PROVIDED DATA →
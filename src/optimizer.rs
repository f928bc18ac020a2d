use crate::config::{self, FrontierFallback, OptimizerConfig, PARALLEL_BATCH_SIZE};
use crate::data::{self, Asset};
use crate::portfolio::{self, PortfolioMetrics, generate_random_weights, to_percent};
use crate::stats::{ReturnSource, ReturnStatistics, SyntheticReturns};
use crate::Result;
use rand::rngs::StdRng;
use rand::{Rng, RngCore, SeedableRng};
use rayon::prelude::*;
use serde::{Deserialize, Serialize};
use std::collections::BTreeMap;
use std::ops::Range;
use tracing::{debug, info, warn};

// ──────────────────────────────────────────────────────────────────────────────
// Results
// ──────────────────────────────────────────────────────────────────────────────

/// An allocation with its annualized figures. Weights are percentages
/// rounded to two decimals, keyed by symbol.
#[derive(Clone, Debug, PartialEq, Serialize, Deserialize)]
#[serde(rename_all = "camelCase")]
pub struct OptimizationResult {
    pub weights: BTreeMap<String, f64>,
    pub expected_return: f64,
    pub volatility: f64,
    pub sharpe_ratio: f64,
}

/// One slot of the efficient frontier.
#[derive(Clone, Debug, PartialEq, Serialize, Deserialize)]
#[serde(rename_all = "camelCase")]
pub struct EfficientFrontierPoint {
    pub target_return: f64,
    pub expected_return: f64,
    pub volatility: f64,
    pub sharpe_ratio: f64,
    pub weights: BTreeMap<String, f64>,
    /// False when no trial landed near the target and the slot holds the
    /// fallback random sample.
    pub matched: bool,
}

// ──────────────────────────────────────────────────────────────────────────────
// Search primitives
// ──────────────────────────────────────────────────────────────────────────────

/// What a search keeps the best of.
#[derive(Clone, Copy, Debug, PartialEq, Eq)]
pub enum Objective {
    MaxSharpe,
    MinVolatility,
}

impl Objective {
    /// Higher is better.
    fn score(self, metrics: &PortfolioMetrics) -> f64 {
        match self {
            Objective::MaxSharpe => metrics.sharpe_ratio,
            Objective::MinVolatility => -metrics.volatility,
        }
    }
}

#[derive(Clone, Debug)]
struct Candidate {
    trial: usize,
    weights: Vec<f64>,
    metrics: PortfolioMetrics,
    score: f64,
}

impl Candidate {
    /// Strictly better score wins; equal scores go to the earlier trial.
    fn beats(&self, other: &Candidate) -> bool {
        if other.score.is_nan() {
            return !self.score.is_nan() || self.trial < other.trial;
        }
        self.score > other.score || (self.score == other.score && self.trial < other.trial)
    }
}

type Acceptance<'a> = &'a (dyn Fn(&PortfolioMetrics) -> bool + Sync);

/// Samples one weight vector per trial in `trials`, keeping the best accepted one.
fn search_range(
    stats: &ReturnStatistics,
    trials: Range<usize>,
    rng: &mut (impl Rng + ?Sized),
    objective: Objective,
    accept: Acceptance<'_>,
    risk_free_rate: f64,
) -> Option<Candidate> {
    let n = stats.asset_count();
    let mut best: Option<Candidate> = None;

    for trial in trials {
        let weights = generate_random_weights(n, rng);
        let metrics = portfolio::evaluate_annualized(&weights, stats, risk_free_rate);
        if !accept(&metrics) {
            continue;
        }

        let candidate = Candidate {
            trial,
            score: objective.score(&metrics),
            weights,
            metrics,
        };
        if best.as_ref().is_none_or(|b| candidate.beats(b)) {
            best = Some(candidate);
        }
    }

    best
}

// ──────────────────────────────────────────────────────────────────────────────
// Optimizer
// ──────────────────────────────────────────────────────────────────────────────

/// Holds the asset list, its return statistics and the random stream used
/// by every search on this instance.
pub struct PortfolioOptimizer {
    assets: Vec<Asset>,
    stats: ReturnStatistics,
    config: OptimizerConfig,
    rng: StdRng,
}

impl PortfolioOptimizer {
    pub fn new(assets: Vec<Asset>, config: OptimizerConfig) -> Result<Self> {
        Self::with_source(assets, config, &SyntheticReturns::default())
    }

    pub fn with_seed(assets: Vec<Asset>, seed: u64) -> Result<Self> {
        Self::new(assets, OptimizerConfig::with_seed(seed))
    }

    /// Builds an optimizer whose return series come from `source`.
    pub fn with_source(
        assets: Vec<Asset>,
        config: OptimizerConfig,
        source: &dyn ReturnSource,
    ) -> Result<Self> {
        config.validate()?;

        let mut rng = match config.seed {
            Some(seed) => StdRng::seed_from_u64(seed),
            None => StdRng::from_entropy(),
        };
        let stats = ReturnStatistics::estimate(&assets, source, &mut rng)?;

        if config.parallel {
            config::init_cpu_parallelism();
        }

        info!(
            "Optimizer ready: {} assets, seed={:?}, parallel={}",
            assets.len(),
            config.seed,
            config.parallel
        );
        for (asset, (mean, std)) in assets.iter().zip(stats.means.iter().zip(&stats.std_devs)) {
            debug!(
                "  {}: daily mean={:.6}, daily std={:.6}",
                asset.symbol, mean, std
            );
        }

        Ok(Self {
            assets,
            stats,
            config,
            rng,
        })
    }

    pub fn assets(&self) -> &[Asset] {
        &self.assets
    }

    pub fn statistics(&self) -> &ReturnStatistics {
        &self.stats
    }

    pub fn config(&self) -> &OptimizerConfig {
        &self.config
    }

    /// Annualized metrics of an arbitrary weight vector aligned with [`Self::assets`].
    pub fn evaluate(&self, weights: &[f64]) -> PortfolioMetrics {
        portfolio::evaluate_annualized(weights, &self.stats, self.config.risk_free_rate)
    }

    /// Fresh random weight vector from this optimizer's stream.
    pub fn sample_weights(&mut self) -> Vec<f64> {
        generate_random_weights(self.assets.len(), &mut self.rng)
    }

    /// Runs `trials` independent samples and returns the best accepted one.
    fn monte_carlo_search(
        &mut self,
        trials: usize,
        objective: Objective,
        accept: Acceptance<'_>,
    ) -> Option<Candidate> {
        let rf = self.config.risk_free_rate;
        if !self.config.parallel {
            return search_range(&self.stats, 0..trials, &mut self.rng, objective, accept, rf);
        }

        let num_batches = trials.div_ceil(PARALLEL_BATCH_SIZE);
        let seeds: Vec<u64> = (0..num_batches).map(|_| self.rng.next_u64()).collect();
        let stats = &self.stats;

        seeds
            .into_par_iter()
            .enumerate()
            .filter_map(|(batch, seed)| {
                let mut rng = StdRng::seed_from_u64(seed);
                let start = batch * PARALLEL_BATCH_SIZE;
                let end = (start + PARALLEL_BATCH_SIZE).min(trials);
                search_range(stats, start..end, &mut rng, objective, accept, rf)
            })
            .reduce_with(|a, b| if b.beats(&a) { b } else { a })
    }

    /// Like [`Self::monte_carlo_search`] with every trial accepted. The
    /// stand-in for an empty search is a single random sample.
    fn search_all(&mut self, trials: usize, objective: Objective) -> Candidate {
        match self.monte_carlo_search(trials, objective, &|_| true) {
            Some(best) => best,
            None => {
                let weights = self.sample_weights();
                let metrics = self.evaluate(&weights);
                Candidate {
                    trial: 0,
                    score: objective.score(&metrics),
                    weights,
                    metrics,
                }
            }
        }
    }

    fn weight_map(&self, weights: &[f64]) -> BTreeMap<String, f64> {
        self.assets
            .iter()
            .zip(weights)
            .map(|(asset, &w)| (asset.symbol.clone(), to_percent(w)))
            .collect()
    }

    fn to_result(&self, weights: &[f64], metrics: PortfolioMetrics) -> OptimizationResult {
        OptimizationResult {
            weights: self.weight_map(weights),
            expected_return: metrics.expected_return,
            volatility: metrics.volatility,
            sharpe_ratio: metrics.sharpe_ratio,
        }
    }

    /// Random search for the highest Sharpe ratio.
    pub fn optimize_for_max_sharpe(&mut self) -> OptimizationResult {
        let trials = self.config.trials;
        info!(
            "Optimizing for max Sharpe: {} assets, {} random samples...",
            self.assets.len(),
            trials
        );
        let best = self.search_all(trials, Objective::MaxSharpe);
        debug!("Best Sharpe {:.4} found at trial {}", best.metrics.sharpe_ratio, best.trial);
        self.to_result(&best.weights, best.metrics)
    }

    /// Random search for the lowest annualized volatility.
    pub fn optimize_for_min_volatility(&mut self) -> OptimizationResult {
        let trials = self.config.trials;
        info!(
            "Optimizing for min volatility: {} assets, {} random samples...",
            self.assets.len(),
            trials
        );
        let best = self.search_all(trials, Objective::MinVolatility);
        debug!("Lowest volatility {:.4} found at trial {}", best.metrics.volatility, best.trial);
        self.to_result(&best.weights, best.metrics)
    }

    /// Lowest-volatility allocation per target return, sorted by volatility.
    ///
    /// Targets start at the risk-free rate and are spaced evenly below
    /// `frontier_max_return`. Unmatched targets follow
    /// [`OptimizerConfig::frontier_fallback`].
    pub fn generate_efficient_frontier(&mut self, points: usize) -> Vec<EfficientFrontierPoint> {
        if points == 0 {
            return Vec::new();
        }

        let rf = self.config.risk_free_rate;
        let step = (self.config.frontier_max_return - rf) / points as f64;
        info!(
            "Generating efficient frontier: {} targets, {} samples each...",
            points, self.config.frontier_trials
        );

        let mut frontier = Vec::with_capacity(points);
        let mut unmatched = 0usize;

        for k in 0..points {
            let target = rf + k as f64 * step;
            let fallback = self.sample_weights();

            if let Some(best) = self.search_target(target) {
                frontier.push(self.frontier_point(target, &best.weights, best.metrics, true));
                continue;
            }

            unmatched += 1;
            match self.config.frontier_fallback {
                FrontierFallback::Skip => {
                    debug!("No trial within tolerance of {:.4}; skipping", target);
                }
                FrontierFallback::RandomSample | FrontierFallback::Widen { .. } => {
                    let metrics = self.evaluate(&fallback);
                    frontier.push(self.frontier_point(target, &fallback, metrics, false));
                }
            }
        }

        if unmatched > 0 {
            warn!(
                "{} of {} frontier targets had no trial within tolerance (policy: {:?})",
                unmatched, points, self.config.frontier_fallback
            );
        }

        frontier.sort_by(|a, b| a.volatility.total_cmp(&b.volatility));
        frontier
    }

    fn search_target(&mut self, target: f64) -> Option<Candidate> {
        let trials = self.config.frontier_trials;
        let mut tolerance = self.config.frontier_tolerance;

        loop {
            let accept = move |m: &PortfolioMetrics| (m.expected_return - target).abs() < tolerance;
            if let Some(best) = self.monte_carlo_search(trials, Objective::MinVolatility, &accept) {
                return Some(best);
            }

            match self.config.frontier_fallback {
                FrontierFallback::Widen { max_tolerance } if tolerance * 2.0 <= max_tolerance => {
                    tolerance *= 2.0;
                    debug!("Widening tolerance for target {:.4} to {:.4}", target, tolerance);
                }
                _ => return None,
            }
        }
    }

    fn frontier_point(
        &self,
        target: f64,
        weights: &[f64],
        metrics: PortfolioMetrics,
        matched: bool,
    ) -> EfficientFrontierPoint {
        EfficientFrontierPoint {
            target_return: target,
            expected_return: metrics.expected_return,
            volatility: metrics.volatility,
            sharpe_ratio: metrics.sharpe_ratio,
            weights: self.weight_map(weights),
            matched,
        }
    }

    /// Market-value weights of the holdings as percentages.
    pub fn current_weights(&self) -> Result<BTreeMap<String, f64>> {
        let weights = data::market_weights(&self.assets)?;
        Ok(self.weight_map(&weights))
    }

    /// Evaluates the portfolio as currently held; no sampling involved.
    pub fn analyze_current_portfolio(&self) -> Result<OptimizationResult> {
        let weights = data::market_weights(&self.assets)?;
        let metrics = self.evaluate(&weights);
        Ok(self.to_result(&weights, metrics))
    }
}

PROBLEM DESCRIPTION →
Return the lines of the records that include the string "EfficientFrontierPoint".

EXPECTED OUTPUT →
pub struct EfficientFrontierPoint {
    pub fn generate_efficient_frontier(&mut self, points: usize) -> Vec<EfficientFrontierPoint> {
    ) -> EfficientFrontierPoint {
        EfficientFrontierPoint {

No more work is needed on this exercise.